‘It’s going to be fine, Daksh,’ she says. ‘We are going to befine.’
While she’s being taken away, I finish the drudgery of filling up the forms.
I am seventeen again. I’m in a hospital, a different one. My mother is to be taken in for surgery, my father’s losing his mind with nervousness. I have my father’s credit card and I am ordering a lot of things from the coffee shop because I want to punish my parents for having a kid so late. I am hating both Mumma and Baba for all the attention that is being lavished on the baby that has not even come yet. I have decided to hate the kid. I want the kid to be dead.
Now, it seems so stupid. What would I not give for my child to live? Anything, anything at all. I would die a thousand deaths every moment.
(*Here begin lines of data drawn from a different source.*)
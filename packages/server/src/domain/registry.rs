//! Room Registry
//!
//! ルームキーから [`Room`] への対応を持つ。存在しないルームは「空のルーム」として扱い、
//! join 時に get-or-create で生成する（"room not found" というエラーは存在しない）。

use std::collections::HashMap;

use super::{
    entity::{ChatMessage, Room, RoomSummary},
    value_object::{ConnectionId, RoomKey, Timestamp},
};

/// join 直後のプレゼンス
#[derive(Debug, Clone, PartialEq, Eq)]
pub struct PresenceSnapshot {
    /// 今回の join で新たに参加した場合は `true`（既に参加済みなら `false`）
    pub newly_joined: bool,
    /// 参加者一覧（ID 順）
    pub members: Vec<ConnectionId>,
}

#[derive(Debug, Clone)]
pub struct RoomRegistry {
    rooms: HashMap<RoomKey, Room>,
    history_capacity: usize,
}

impl RoomRegistry {
    pub fn new(history_capacity: usize) -> Self {
        Self {
            rooms: HashMap::new(),
            history_capacity,
        }
    }

    /// ルームを取得し、無ければ空の履歴で作成する
    pub fn get_or_create(&mut self, room_key: &RoomKey, now: Timestamp) -> &mut Room {
        let capacity = self.history_capacity;
        self.rooms.entry(room_key.clone()).or_insert_with(|| {
            tracing::debug!("Room '{}' created", room_key);
            Room::new(room_key.clone(), now, capacity)
        })
    }

    /// 冪等: 既に参加済みでもプレゼンスの件数は変わらない
    pub fn join(
        &mut self,
        connection_id: &ConnectionId,
        room_key: &RoomKey,
        now: Timestamp,
    ) -> PresenceSnapshot {
        let room = self.get_or_create(room_key, now);
        let newly_joined = room.join(connection_id.clone());
        PresenceSnapshot {
            newly_joined,
            members: room.members(),
        }
    }

    /// 冪等: 参加していなければ何もしない。参加していた場合は `true`
    pub fn leave(&mut self, connection_id: &ConnectionId, room_key: &RoomKey) -> bool {
        self.rooms
            .get_mut(room_key)
            .is_some_and(|room| room.leave(connection_id))
    }

    /// 指定した接続を全ルームから外し、外したルームのキーを返す（キー順）
    pub fn leave_all(&mut self, connection_id: &ConnectionId) -> Vec<RoomKey> {
        let mut left: Vec<RoomKey> = self
            .rooms
            .values_mut()
            .filter_map(|room| room.leave(connection_id).then(|| room.key.clone()))
            .collect();
        left.sort();
        left
    }

    pub fn presence_count(&self, room_key: &RoomKey) -> usize {
        self.rooms
            .get(room_key)
            .map(Room::presence_count)
            .unwrap_or(0)
    }

    /// 指定した接続以外の参加者
    pub fn others(&self, room_key: &RoomKey, exclude: &ConnectionId) -> Vec<ConnectionId> {
        self.rooms
            .get(room_key)
            .map(|room| room.others(exclude))
            .unwrap_or_default()
    }

    /// 接続が参加しているルーム（キー順）
    pub fn rooms_of(&self, connection_id: &ConnectionId) -> Vec<RoomKey> {
        let mut keys: Vec<RoomKey> = self
            .rooms
            .values()
            .filter(|room| room.contains(connection_id))
            .map(|room| room.key.clone())
            .collect();
        keys.sort();
        keys
    }

    pub fn append_message(&mut self, room_key: &RoomKey, message: ChatMessage, now: Timestamp) {
        self.get_or_create(room_key, now).append_message(message);
    }

    /// 履歴のスナップショット（存在しないルームは空）
    pub fn history(&self, room_key: &RoomKey) -> Vec<ChatMessage> {
        self.rooms
            .get(room_key)
            .map(Room::history)
            .unwrap_or_default()
    }

    pub fn summaries(&self) -> Vec<RoomSummary> {
        let mut summaries: Vec<RoomSummary> = self.rooms.values().map(Room::summary).collect();
        summaries.sort_by(|a, b| a.key.cmp(&b.key));
        summaries
    }

    pub fn summary(&self, room_key: &RoomKey) -> Option<RoomSummary> {
        self.rooms.get(room_key).map(Room::summary)
    }
}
I write down the details, make the payment. I cut deals with God. I would give up everything in the world to have a little part of Aanchal and me exist. I remind God that I have been an okay person, that I deserve it. I deserve it more than anyone else. We deserve it.
When I get back, she’s in the area cordoned off for patients due for surgery. She’s in the hospital gown and a doctor’s takingher medical history. The panic’s gone from her face, replaced by a deep calm.
‘You look like a doctor,’ she says when she spots me in scrubs.
I hold her hand. ‘I wish I were a doctor, and this was in my hands.’
‘You wouldn’t have been able to run a knife on me.’
‘That’s true.’
‘We didn’t get to do a pregnancy photoshoot,’ she sighs.
‘Are we listing down the positives of this situation?’
‘Get me pads, a change—’
‘Baba’s getting them,’ I tell her. ‘Maa is taking the next flight. She will be here in a few hours.’
She exhales and closes her eyes as if bracing for what’s going to come. I kiss her hand.
‘It’s going to be the three of us now,’ she mumbles.
‘Unless you want to make them four eventually.’
‘Says the guy whose wife is delivering a month early,’ she says sadly.
‘Don’t blame yourself.’
‘I blame you. You loved the baby too much. It just wanted to come out and see who its Baba is,’ she says.
Over the course of the past eight months, Aanchal frequently complained about my affection towards our unborn child. The baby will become your top priority, I will be a distant second, she used to say. She kept telling me she would be jealous if I ended up doing that. You’re mine first, she would keep repeating. I would keep telling her that no one could even come close to the love I felt for her.
‘Weird to think of myself as Baba.’
‘You know what you can teach the baby?’ she asks. ‘Baba is the best, Baba is amazing!’
‘I like the sound of that.’
The nurse walks in and clears her throat. ‘Are you sure you want to be in the OT? Need your consent for the document.’
‘... wouldn’t miss it for the world.’
‘There will be blood,’ the nurse warns me.
‘I need to keep an eye on you guys, don’t I?’ I say to her.
The thought of Aanchal going through pain feels like someone’s twisting a knife into me.
The nurse turns to Aanchal. ‘Five minutes and we will take you in.’ She looks at me. ‘You wait here. We will call you when it’s okay for you to enter.’